ESG refers to environmental, social and governance—describes areas that characterize a sustainable, responsible or ethical investment. The Financial Times Lexicon defines ESG as “a generic term used in capital markets and used by investors to evaluate corporate behavior and to determine the future financial performance of companies.” It is used by investors to evaluate corporations and determine the future financial performance of companies. It also adds that ESG are a subset of non-financial performance indicators which include sustainable, ethical and corporate governance issues such as managing a company’s carbon footprint and ensuring there are systems in place to ensure accountability. They are factors in investment considerations, used in risk assessment strategies incorporated into both investment decisions and risk management processes.
ESG investing
ESG refers to a class of investing that is also known as “sustainable investing.” This is an umbrella term for investments that seek positive returns and long-term impact on society, environment, and the performance of the business. There are several different categories of sustainable investing. They include impact investing, socially responsible investing, ESG, and values-based investing. Another school of thought puts ESG under the umbrella term of SRI. Under SRI are ethical investing, ESG investing, and impact investing.
ESG factors
ESG are three central factors in measuring the sustainability and ethical impact of a company. ESG factors, though non-financial, have a material impact on the long-term risk and return of investments. ESG is incorporated into risk mitigation, compliance and investment strategies. Companies that use ESG standards are more conscientious, less risky and are more likely to succeed in the long run.
According to Environmental, Social and Governance Issues in Investing, there is a lingering misperception that the body of empirical evidence shows that ESG considerations adversely affect financial performance. For investment professionals, a key idea in the discussion of ESG issues is that systematically considering ESG issues will likely lead to more complete investment analyses and better-informed investment decisions.

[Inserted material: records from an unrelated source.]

// src/exec/context.rs

//! Pluggable execution of scheduled nodes.
//!
//! The worker pool only decides *when* a node runs. What running it means is
//! up to an [`ExecutionContext`]: the binary uses the simulated executor,
//! tests plug in a recording fake.

use std::future::Future;
use std::pin::Pin;

use crate::plan::TaskSpec;
use crate::types::{NodeId, TaskOutcome};

/// A task handed to an execution context.
#[derive(Debug, Clone, PartialEq, Eq)]
pub struct ScheduledNode {
    pub id: NodeId,
    pub spec: TaskSpec,
}

impl ScheduledNode {
    pub fn name(&self) -> &str {
        &self.spec.name
    }
}

pub trait ExecutionContext: Send + Sync {
    /// Run one task to completion.
    ///
    /// Failures are reported through [`TaskOutcome::Failed`]; the pool never
    /// sees an `Err` from a task.
    fn execute(
        &self,
        node: ScheduledNode,
    ) -> Pin<Box<dyn Future<Output = TaskOutcome> + Send + '_>>;
}
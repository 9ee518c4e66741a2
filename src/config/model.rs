// src/config/model.rs

use std::collections::BTreeMap;

use serde::Deserialize;

use crate::types::DeclaredOutcome;

/// Plan description as read from a TOML file.
///
/// ```toml
/// [plan]
/// continue_on_failure = false
/// max_workers = 4
///
/// [task.clean]
/// destroys = true
///
/// [task.compile]
/// produces = true
/// depends_on = ["generate"]
/// finalized_by = ["report"]
///
/// [[request]]
/// tasks = ["clean"]
///
/// [[request]]
/// tasks = ["compile"]
/// ```
///
/// All sections are optional at this stage; [`PlanFile`] is the validated form.
#[derive(Debug, Clone, Deserialize)]
pub struct RawPlanFile {
    #[serde(default)]
    pub plan: PlanSection,

    /// Keys are task names.
    #[serde(default)]
    pub task: BTreeMap<String, TaskConfig>,

    /// Default requested groups when none are given on the command line.
    #[serde(default)]
    pub request: Vec<RequestSection>,
}

/// Validated plan description.
///
/// Only constructed through `TryFrom<RawPlanFile>`, so every task reference
/// is known to resolve.
#[derive(Debug, Clone)]
pub struct PlanFile {
    pub plan: PlanSection,
    pub task: BTreeMap<String, TaskConfig>,
    pub request: Vec<RequestSection>,
}

impl PlanFile {
    pub(crate) fn new_unchecked(
        plan: PlanSection,
        task: BTreeMap<String, TaskConfig>,
        request: Vec<RequestSection>,
    ) -> Self {
        Self {
            plan,
            task,
            request,
        }
    }
}

/// `[plan]` section.
#[derive(Debug, Clone, Deserialize)]
pub struct PlanSection {
    /// Keep running independent work after a task failed.
    #[serde(default)]
    pub continue_on_failure: bool,

    #[serde(default = "default_max_workers")]
    pub max_workers: usize,

    /// Serialize tasks coming from the same other build.
    #[serde(default)]
    pub partition_by_build: bool,
}

fn default_max_workers() -> usize {
    4
}

impl Default for PlanSection {
    fn default() -> Self {
        Self {
            continue_on_failure: false,
            max_workers: default_max_workers(),
            partition_by_build: false,
        }
    }
}

/// `[task.<name>]` section.
#[derive(Debug, Clone, Default, Deserialize)]
pub struct TaskConfig {
    /// Hard dependencies.
    #[serde(default)]
    pub depends_on: Vec<String>,

    #[serde(default)]
    pub must_run_after: Vec<String>,

    #[serde(default)]
    pub should_run_after: Vec<String>,

    /// Tasks that run after this one whatever its outcome.
    #[serde(default)]
    pub finalized_by: Vec<String>,

    /// Name of the build this task comes from, if not the current one.
    #[serde(default)]
    pub build: Option<String>,

    #[serde(default)]
    pub destroys: bool,

    #[serde(default)]
    pub produces: bool,

    /// Named resources held while the task runs.
    #[serde(default)]
    pub locks: Vec<String>,

    /// Outcome reported by the simulated executor.
    #[serde(default)]
    pub outcome: DeclaredOutcome,

    #[serde(default)]
    pub duration_ms: u64,
}

/// One `[[request]]` entry; each entry becomes one ordinal group.
#[derive(Debug, Clone, Default, Deserialize)]
pub struct RequestSection {
    pub tasks: Vec<String>,
}
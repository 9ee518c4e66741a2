// tests/worker_pool.rs

mod common;
use crate::common::{init_tracing, position};

use std::error::Error;
use std::sync::Arc;
use std::time::Duration;

use execplan::errors::PlanError;
use execplan::exec::{DeclaredLocks, WorkerPool};
use execplan_test_utils::builders::{PlanFileBuilder, TaskConfigBuilder, build_plan};
use execplan_test_utils::fake_executor::FakeExecutor;
use execplan_test_utils::{with_timeout, with_timeout_of};

type TestResult = Result<(), Box<dyn Error>>;

#[tokio::test]
async fn runs_dependencies_before_dependents() -> TestResult {
    init_tracing();
    let file = PlanFileBuilder::new()
        .with_task("generate", TaskConfigBuilder::new().build())
        .with_task("compile", TaskConfigBuilder::new().depends_on("generate").build())
        .with_task("test", TaskConfigBuilder::new().depends_on("compile").build())
        .request(&["test"])
        .build();
    let mut plan = build_plan(&file);

    let executor = FakeExecutor::new();
    let pool = WorkerPool::new(4, Arc::new(executor.clone()));
    let outcome = with_timeout(pool.run(&mut plan)).await?;

    assert!(outcome.is_success());
    assert_eq!(executor.finished(), vec!["generate", "compile", "test"]);
    Ok(())
}

#[tokio::test]
async fn independent_tasks_run_concurrently_up_to_the_limit() -> TestResult {
    init_tracing();
    let mut builder = PlanFileBuilder::new();
    let mut executor = FakeExecutor::new();
    let mut names = Vec::new();
    for i in 0..6 {
        let name = format!("task_{i}");
        builder = builder.with_task(&name, TaskConfigBuilder::new().build());
        executor = executor.with_delay(&name, Duration::from_millis(30));
        names.push(name);
    }
    let refs: Vec<&str> = names.iter().map(String::as_str).collect();
    let file = builder.request(&refs).build();
    let mut plan = build_plan(&file);

    let pool = WorkerPool::new(2, Arc::new(executor.clone()));
    let outcome = with_timeout(pool.run(&mut plan)).await?;

    assert_eq!(outcome.succeeded.len(), 6);
    assert_eq!(executor.max_concurrency(), 2);
    Ok(())
}

#[tokio::test]
async fn shared_lock_serializes_tasks() -> TestResult {
    init_tracing();
    let file = PlanFileBuilder::new()
        .with_task("migrate_a", TaskConfigBuilder::new().lock("db").build())
        .with_task("migrate_b", TaskConfigBuilder::new().lock("db").build())
        .request(&["migrate_a", "migrate_b"])
        .build();
    let mut plan = build_plan(&file);

    let executor = FakeExecutor::new()
        .with_delay("migrate_a", Duration::from_millis(20))
        .with_delay("migrate_b", Duration::from_millis(20));
    let pool = WorkerPool::new(4, Arc::new(executor.clone()))
        .with_locks(Arc::new(DeclaredLocks::from_plan_file(&file)));
    with_timeout(pool.run(&mut plan)).await?;

    assert_eq!(executor.max_concurrency(), 1);
    Ok(())
}

#[tokio::test]
async fn finalizer_runs_after_failure_and_plan_reports_it() -> TestResult {
    init_tracing();
    let file = PlanFileBuilder::new()
        .with_task("startServer", TaskConfigBuilder::new().build())
        .with_task(
            "integrationTest",
            TaskConfigBuilder::new()
                .depends_on("startServer")
                .finalized_by("stopServer")
                .build(),
        )
        .with_task("stopServer", TaskConfigBuilder::new().build())
        .with_task("publish", TaskConfigBuilder::new().must_run_after("integrationTest").build())
        .request(&["integrationTest", "publish"])
        .build();
    let mut plan = build_plan(&file);

    let executor = FakeExecutor::new().failing("integrationTest");
    let pool = WorkerPool::new(2, Arc::new(executor.clone()));
    let outcome = with_timeout(pool.run(&mut plan)).await?;

    let started = executor.started();
    assert!(position(&started, "integrationTest") < position(&started, "stopServer"));
    assert!(!started.contains(&"publish".to_string()));
    assert_eq!(outcome.skipped, vec!["publish".to_string()]);

    match outcome.into_result() {
        Err(PlanError::TasksFailed(names)) => assert_eq!(names, vec!["integrationTest"]),
        other => panic!("expected TasksFailed, got {other:?}"),
    }
    Ok(())
}

#[tokio::test]
async fn shutdown_skips_pending_work_and_waits_for_running_tasks() -> TestResult {
    init_tracing();
    let file = PlanFileBuilder::new()
        .with_task("slow", TaskConfigBuilder::new().build())
        .with_task("after", TaskConfigBuilder::new().depends_on("slow").build())
        .request(&["after"])
        .build();
    let mut plan = build_plan(&file);

    let executor = FakeExecutor::new().with_delay("slow", Duration::from_millis(50));
    let pool = WorkerPool::new(1, Arc::new(executor.clone()));
    // A stored permit is consumed on the first wait.
    pool.shutdown_handle().notify_one();
    let outcome = with_timeout_of(Duration::from_secs(1), pool.run(&mut plan)).await?;

    assert_eq!(executor.finished(), vec!["slow"]);
    assert_eq!(outcome.succeeded, vec!["slow".to_string()]);
    assert_eq!(outcome.skipped, vec!["after".to_string()]);
    Ok(())
}
// src/plan/group.rs

//! Why a node is part of the plan.
//!
//! Every node belongs to exactly one [`NodeGroup`]. The group decides which
//! extra successors apply to the node and which ordinal it is ordered by.
//! Finalizer groups are shared, mutable objects and therefore live in the
//! graph arena; the variant only stores their id.

use std::fmt;

use crate::plan::finalizer::FinalizerGroupId;

/// Ordinal of a command-line request group (`clean build` gives `clean` 0 and
/// `build` 1).
#[derive(Debug, Clone, Copy, PartialEq, Eq, PartialOrd, Ord, Hash)]
pub struct OrdinalGroup {
    ordinal: u32,
}

impl OrdinalGroup {
    pub fn new(ordinal: u32) -> Self {
        Self { ordinal }
    }

    pub fn ordinal(self) -> u32 {
        self.ordinal
    }
}

impl fmt::Display for OrdinalGroup {
    fn fmt(&self, f: &mut fmt::Formatter<'_>) -> fmt::Result {
        write!(f, "task group {}", self.ordinal)
    }
}

/// Classification of a node.
#[derive(Debug, Clone, Copy, PartialEq, Eq, Default)]
pub enum NodeGroup {
    /// Shared group for nodes with no particular reason to be ordered.
    #[default]
    Default,
    /// Node reached from a requested task group.
    Ordinal(OrdinalGroup),
    /// Node only reachable through a finalizer.
    Finalizer(FinalizerGroupId),
}

impl NodeGroup {
    pub fn is_entry_point(self) -> bool {
        matches!(self, NodeGroup::Ordinal(_))
    }

    pub fn as_finalizer(self) -> Option<FinalizerGroupId> {
        match self {
            NodeGroup::Finalizer(id) => Some(id),
            NodeGroup::Default | NodeGroup::Ordinal(_) => None,
        }
    }

    /// Ordinal carried directly by this variant.
    ///
    /// Finalizer groups carry an inherited ordinal that can only be read
    /// through the graph; use `ExecutionGraph::as_ordinal` for those.
    pub fn direct_ordinal(self) -> Option<OrdinalGroup> {
        match self {
            NodeGroup::Ordinal(group) => Some(group),
            NodeGroup::Default | NodeGroup::Finalizer(_) => None,
        }
    }
}

impl fmt::Display for NodeGroup {
    fn fmt(&self, f: &mut fmt::Formatter<'_>) -> fmt::Result {
        match self {
            NodeGroup::Default => f.write_str("default group"),
            NodeGroup::Ordinal(group) => write!(f, "{group}"),
            NodeGroup::Finalizer(id) => write!(f, "finalizer group {}", id.index()),
        }
    }
}

#[cfg(test)]
mod tests {
    use super::*;

    #[test]
    fn default_group_is_neither_ordinal_nor_finalizer() {
        let group = NodeGroup::default();
        assert_eq!(group, NodeGroup::Default);
        assert!(!group.is_entry_point());
        assert!(group.as_finalizer().is_none());
        assert!(group.direct_ordinal().is_none());
    }

    #[test]
    fn ordinal_group_is_an_entry_point() {
        let group = NodeGroup::Ordinal(OrdinalGroup::new(2));
        assert!(group.is_entry_point());
        assert_eq!(group.direct_ordinal().map(OrdinalGroup::ordinal), Some(2));
        assert_eq!(group.to_string(), "task group 2");
    }
}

Responsible investors evaluate companies using ESG criteria as a framework to screen investments or to assess risks in investment decision-making. Environmental factors determine a company’s stewardship of the environment and focus on waste and pollution, resource depletion, greenhouse gas emissions, deforestation, and climate change. Social factors look at how a company treats people and focuses on employee relations and diversity, working conditions, local communities, health and safety, and conflict. Governance factors take a look at corporate policies and how a company is governed. They focus on tax strategy, executive remuneration, donations and political lobbying, corruption and bribery, and board diversity and structure.